EXERCISE GOAL
Each line below is to be set down again exactly.

MATERIAL TO PROCESS
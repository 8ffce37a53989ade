//! Character decomposition trees.
//!
//! A decomposition string is written in prefix form: an ideographic
//! description character is followed by its two or three operands, and
//! every other character is a leaf component. A leaf may carry a variant
//! annotation such as `[2]`, which is accepted and dropped.
//!
//! ```text
//! ⿰亻⿱木[1]？
//! ```

use kurbo::Rect;
use serde::{Deserialize, Serialize};
use std::fmt;
use std::str::FromStr;

use crate::error::DecompositionError;
use crate::median::Median;

/// Written form of an unknown component.
pub const UNKNOWN_COMPONENT: char = '？';

/// Ideographic description characters.
#[derive(Debug, Clone, Copy, PartialEq, Eq, Hash, Serialize, Deserialize)]
#[serde(into = "char", try_from = "char")]
pub enum Operator {
    LeftToRight,
    TopToBottom,
    Surround,
    SurroundFromAbove,
    SurroundFromBelow,
    SurroundFromLeft,
    SurroundFromUpperLeft,
    SurroundFromUpperRight,
    SurroundFromLowerLeft,
    Overlaid,
    LeftToMiddleToRight,
    TopToMiddleToBottom,
    SurroundFromRight,
    SurroundFromLowerRight,
}

impl Operator {
    pub const ALL: [Operator; 14] = [
        Operator::LeftToRight,
        Operator::TopToBottom,
        Operator::Surround,
        Operator::SurroundFromAbove,
        Operator::SurroundFromBelow,
        Operator::SurroundFromLeft,
        Operator::SurroundFromUpperLeft,
        Operator::SurroundFromUpperRight,
        Operator::SurroundFromLowerLeft,
        Operator::Overlaid,
        Operator::LeftToMiddleToRight,
        Operator::TopToMiddleToBottom,
        Operator::SurroundFromRight,
        Operator::SurroundFromLowerRight,
    ];

    pub fn from_char(c: char) -> Option<Self> {
        Self::ALL.into_iter().find(|op| op.to_char() == c)
    }

    pub fn to_char(self) -> char {
        match self {
            Operator::LeftToRight => '⿰',
            Operator::TopToBottom => '⿱',
            Operator::Surround => '⿴',
            Operator::SurroundFromAbove => '⿵',
            Operator::SurroundFromBelow => '⿶',
            Operator::SurroundFromLeft => '⿷',
            Operator::SurroundFromUpperLeft => '⿸',
            Operator::SurroundFromUpperRight => '⿹',
            Operator::SurroundFromLowerLeft => '⿺',
            Operator::Overlaid => '⿻',
            Operator::LeftToMiddleToRight => '⿲',
            Operator::TopToMiddleToBottom => '⿳',
            Operator::SurroundFromRight => '⿼',
            Operator::SurroundFromLowerRight => '⿽',
        }
    }

    pub fn arity(self) -> usize {
        match self {
            Operator::LeftToMiddleToRight | Operator::TopToMiddleToBottom => 3,
            _ => 2,
        }
    }

    /// Boxes of the operands within the unit square, y down.
    pub fn layout(self) -> Vec<Rect> {
        const FULL: Rect = Rect::new(0.0, 0.0, 1.0, 1.0);
        let third = 1.0 / 3.0;
        match self {
            Operator::LeftToRight => vec![Rect::new(0.0, 0.0, 0.5, 1.0), Rect::new(0.5, 0.0, 1.0, 1.0)],
            Operator::TopToBottom => vec![Rect::new(0.0, 0.0, 1.0, 0.5), Rect::new(0.0, 0.5, 1.0, 1.0)],
            Operator::LeftToMiddleToRight => vec![
                Rect::new(0.0, 0.0, third, 1.0),
                Rect::new(third, 0.0, 2.0 * third, 1.0),
                Rect::new(2.0 * third, 0.0, 1.0, 1.0),
            ],
            Operator::TopToMiddleToBottom => vec![
                Rect::new(0.0, 0.0, 1.0, third),
                Rect::new(0.0, third, 1.0, 2.0 * third),
                Rect::new(0.0, 2.0 * third, 1.0, 1.0),
            ],
            Operator::Overlaid => vec![FULL, FULL],
            Operator::Surround => vec![FULL, Rect::new(0.25, 0.25, 0.75, 0.75)],
            Operator::SurroundFromAbove => vec![FULL, Rect::new(0.25, 0.5, 0.75, 1.0)],
            Operator::SurroundFromBelow => vec![FULL, Rect::new(0.25, 0.0, 0.75, 0.5)],
            Operator::SurroundFromLeft => vec![FULL, Rect::new(0.5, 0.25, 1.0, 0.75)],
            Operator::SurroundFromUpperLeft => vec![FULL, Rect::new(0.5, 0.5, 1.0, 1.0)],
            Operator::SurroundFromUpperRight => vec![FULL, Rect::new(0.0, 0.5, 0.5, 1.0)],
            Operator::SurroundFromLowerLeft => vec![FULL, Rect::new(0.5, 0.0, 1.0, 0.5)],
            Operator::SurroundFromRight => vec![FULL, Rect::new(0.0, 0.25, 0.5, 0.75)],
            Operator::SurroundFromLowerRight => vec![FULL, Rect::new(0.0, 0.0, 0.5, 0.5)],
        }
    }
}

impl From<Operator> for char {
    fn from(op: Operator) -> char {
        op.to_char()
    }
}

impl TryFrom<char> for Operator {
    type Error = DecompositionError;

    fn try_from(c: char) -> Result<Self, Self::Error> {
        Operator::from_char(c).ok_or(DecompositionError::UnknownOperator { operator: c })
    }
}

impl fmt::Display for Operator {
    fn fmt(&self, f: &mut fmt::Formatter<'_>) -> fmt::Result {
        write!(f, "{}", self.to_char())
    }
}

/// A leaf component: a known character or a placeholder.
#[derive(Debug, Clone, Copy, PartialEq, Eq, Hash, Serialize, Deserialize)]
#[serde(from = "char", into = "char")]
pub enum Component {
    Char(char),
    Unknown,
}

impl Component {
    pub fn as_char(self) -> Option<char> {
        match self {
            Component::Char(c) => Some(c),
            Component::Unknown => None,
        }
    }
}

impl From<char> for Component {
    fn from(c: char) -> Self {
        if c == UNKNOWN_COMPONENT || c == '?' {
            Component::Unknown
        } else {
            Component::Char(c)
        }
    }
}

impl From<Component> for char {
    fn from(component: Component) -> char {
        component.as_char().unwrap_or(UNKNOWN_COMPONENT)
    }
}

/// A node of a decomposition tree.
///
/// Compounds always hold exactly as many children as their operator's
/// arity; deserialization rejects anything else.
#[derive(Debug, Clone, PartialEq, Serialize, Deserialize)]
#[serde(tag = "type", rename_all = "snake_case", try_from = "RawNode")]
pub enum DecompositionNode {
    Compound {
        operator: Operator,
        children: Vec<DecompositionNode>,
    },
    Leaf {
        component: Component,
        /// The component's own medians, on the full canvas, once resolved.
        #[serde(default, skip_serializing_if = "Option::is_none")]
        medians: Option<Vec<Median>>,
    },
}

#[derive(Deserialize)]
#[serde(tag = "type", rename_all = "snake_case")]
enum RawNode {
    Compound {
        operator: Operator,
        children: Vec<DecompositionNode>,
    },
    Leaf {
        component: Component,
        #[serde(default)]
        medians: Option<Vec<Median>>,
    },
}

impl TryFrom<RawNode> for DecompositionNode {
    type Error = DecompositionError;

    fn try_from(raw: RawNode) -> Result<Self, Self::Error> {
        match raw {
            RawNode::Compound { operator, children } => {
                if children.len() != operator.arity() {
                    return Err(DecompositionError::WrongArity {
                        operator: operator.to_char(),
                        expected: operator.arity(),
                        found: children.len(),
                    });
                }
                Ok(DecompositionNode::Compound { operator, children })
            }
            RawNode::Leaf { component, medians } => Ok(DecompositionNode::Leaf { component, medians }),
        }
    }
}

impl Default for DecompositionNode {
    fn default() -> Self {
        Self::unknown()
    }
}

RESPONSE TO THIS EXERCISE
repository 8ffce37a53989ade
//! Character decomposition trees.
//!
//! A decomposition string is written in prefix form: an ideographic
//! description character is followed by its two or three operands, and
//! every other character is a leaf component. A leaf may carry a variant
//! annotation such as `[2]`, which is accepted and dropped.
//!
//! ```text
//! ⿰亻⿱木[1]？
//! ```

use kurbo::Rect;
use serde::{Deserialize, Serialize};
use std::fmt;
use std::str::FromStr;

use crate::error::DecompositionError;
use crate::median::Median;

/// Written form of an unknown component.
pub const UNKNOWN_COMPONENT: char = '？';

/// Ideographic description characters.
#[derive(Debug, Clone, Copy, PartialEq, Eq, Hash, Serialize, Deserialize)]
#[serde(into = "char", try_from = "char")]
pub enum Operator {
    LeftToRight,
    TopToBottom,
    Surround,
    SurroundFromAbove,
    SurroundFromBelow,
    SurroundFromLeft,
    SurroundFromUpperLeft,
    SurroundFromUpperRight,
    SurroundFromLowerLeft,
    Overlaid,
    LeftToMiddleToRight,
    TopToMiddleToBottom,
    SurroundFromRight,
    SurroundFromLowerRight,
}

impl Operator {
    pub const ALL: [Operator; 14] = [
        Operator::LeftToRight,
        Operator::TopToBottom,
        Operator::Surround,
        Operator::SurroundFromAbove,
        Operator::SurroundFromBelow,
        Operator::SurroundFromLeft,
        Operator::SurroundFromUpperLeft,
        Operator::SurroundFromUpperRight,
        Operator::SurroundFromLowerLeft,
        Operator::Overlaid,
        Operator::LeftToMiddleToRight,
        Operator::TopToMiddleToBottom,
        Operator::SurroundFromRight,
        Operator::SurroundFromLowerRight,
    ];

    pub fn from_char(c: char) -> Option<Self> {
        Self::ALL.into_iter().find(|op| op.to_char() == c)
    }

    pub fn to_char(self) -> char {
        match self {
            Operator::LeftToRight => '⿰',
            Operator::TopToBottom => '⿱',
            Operator::Surround => '⿴',
            Operator::SurroundFromAbove => '⿵',
            Operator::SurroundFromBelow => '⿶',
            Operator::SurroundFromLeft => '⿷',
            Operator::SurroundFromUpperLeft => '⿸',
            Operator::SurroundFromUpperRight => '⿹',
            Operator::SurroundFromLowerLeft => '⿺',
            Operator::Overlaid => '⿻',
            Operator::LeftToMiddleToRight => '⿲',
            Operator::TopToMiddleToBottom => '⿳',
            Operator::SurroundFromRight => '⿼',
            Operator::SurroundFromLowerRight => '⿽',
        }
    }

    pub fn arity(self) -> usize {
        match self {
            Operator::LeftToMiddleToRight | Operator::TopToMiddleToBottom => 3,
            _ => 2,
        }
    }

    /// Boxes of the operands within the unit square, y down.
    pub fn layout(self) -> Vec<Rect> {
        const FULL: Rect = Rect::new(0.0, 0.0, 1.0, 1.0);
        let third = 1.0 / 3.0;
        match self {
            Operator::LeftToRight => vec![Rect::new(0.0, 0.0, 0.5, 1.0), Rect::new(0.5, 0.0, 1.0, 1.0)],
            Operator::TopToBottom => vec![Rect::new(0.0, 0.0, 1.0, 0.5), Rect::new(0.0, 0.5, 1.0, 1.0)],
            Operator::LeftToMiddleToRight => vec![
                Rect::new(0.0, 0.0, third, 1.0),
                Rect::new(third, 0.0, 2.0 * third, 1.0),
                Rect::new(2.0 * third, 0.0, 1.0, 1.0),
            ],
            Operator::TopToMiddleToBottom => vec![
                Rect::new(0.0, 0.0, 1.0, third),
                Rect::new(0.0, third, 1.0, 2.0 * third),
                Rect::new(0.0, 2.0 * third, 1.0, 1.0),
            ],
            Operator::Overlaid => vec![FULL, FULL],
            Operator::Surround => vec![FULL, Rect::new(0.25, 0.25, 0.75, 0.75)],
            Operator::SurroundFromAbove => vec![FULL, Rect::new(0.25, 0.5, 0.75, 1.0)],
            Operator::SurroundFromBelow => vec![FULL, Rect::new(0.25, 0.0, 0.75, 0.5)],
            Operator::SurroundFromLeft => vec![FULL, Rect::new(0.5, 0.25, 1.0, 0.75)],
            Operator::SurroundFromUpperLeft => vec![FULL, Rect::new(0.5, 0.5, 1.0, 1.0)],
            Operator::SurroundFromUpperRight => vec![FULL, Rect::new(0.0, 0.5, 0.5, 1.0)],
            Operator::SurroundFromLowerLeft => vec![FULL, Rect::new(0.5, 0.0, 1.0, 0.5)],
            Operator::SurroundFromRight => vec![FULL, Rect::new(0.0, 0.25, 0.5, 0.75)],
            Operator::SurroundFromLowerRight => vec![FULL, Rect::new(0.0, 0.0, 0.5, 0.5)],
        }
    }
}

impl From<Operator> for char {
    fn from(op: Operator) -> char {
        op.to_char()
    }
}

impl TryFrom<char> for Operator {
    type Error = DecompositionError;

    fn try_from(c: char) -> Result<Self, Self::Error> {
        Operator::from_char(c).ok_or(DecompositionError::UnknownOperator { operator: c })
    }
}

impl fmt::Display for Operator {
    fn fmt(&self, f: &mut fmt::Formatter<'_>) -> fmt::Result {
        write!(f, "{}", self.to_char())
    }
}

/// A leaf component: a known character or a placeholder.
#[derive(Debug, Clone, Copy, PartialEq, Eq, Hash, Serialize, Deserialize)]
#[serde(from = "char", into = "char")]
pub enum Component {
    Char(char),
    Unknown,
}

impl Component {
    pub fn as_char(self) -> Option<char> {
        match self {
            Component::Char(c) => Some(c),
            Component::Unknown => None,
        }
    }
}

impl From<char> for Component {
    fn from(c: char) -> Self {
        if c == UNKNOWN_COMPONENT || c == '?' {
            Component::Unknown
        } else {
            Component::Char(c)
        }
    }
}

impl From<Component> for char {
    fn from(component: Component) -> char {
        component.as_char().unwrap_or(UNKNOWN_COMPONENT)
    }
}

/// A node of a decomposition tree.
///
/// Compounds always hold exactly as many children as their operator's
/// arity; deserialization rejects anything else.
#[derive(Debug, Clone, PartialEq, Serialize, Deserialize)]
#[serde(tag = "type", rename_all = "snake_case", try_from = "RawNode")]
pub enum DecompositionNode {
    Compound {
        operator: Operator,
        children: Vec<DecompositionNode>,
    },
    Leaf {
        component: Component,
        /// The component's own medians, on the full canvas, once resolved.
        #[serde(default, skip_serializing_if = "Option::is_none")]
        medians: Option<Vec<Median>>,
    },
}

#[derive(Deserialize)]
#[serde(tag = "type", rename_all = "snake_case")]
enum RawNode {
    Compound {
        operator: Operator,
        children: Vec<DecompositionNode>,
    },
    Leaf {
        component: Component,
        #[serde(default)]
        medians: Option<Vec<Median>>,
    },
}

impl TryFrom<RawNode> for DecompositionNode {
    type Error = DecompositionError;

    fn try_from(raw: RawNode) -> Result<Self, Self::Error> {
        match raw {
            RawNode::Compound { operator, children } => {
                if children.len() != operator.arity() {
                    return Err(DecompositionError::WrongArity {
                        operator: operator.to_char(),
                        expected: operator.arity(),
                        found: children.len(),
                    });
                }
                Ok(DecompositionNode::Compound { operator, children })
            }
            RawNode::Leaf { component, medians } => Ok(DecompositionNode::Leaf { component, medians }),
        }
    }
}

impl Default for DecompositionNode {
    fn default() -> Self {
        Self::unknown()
    }
}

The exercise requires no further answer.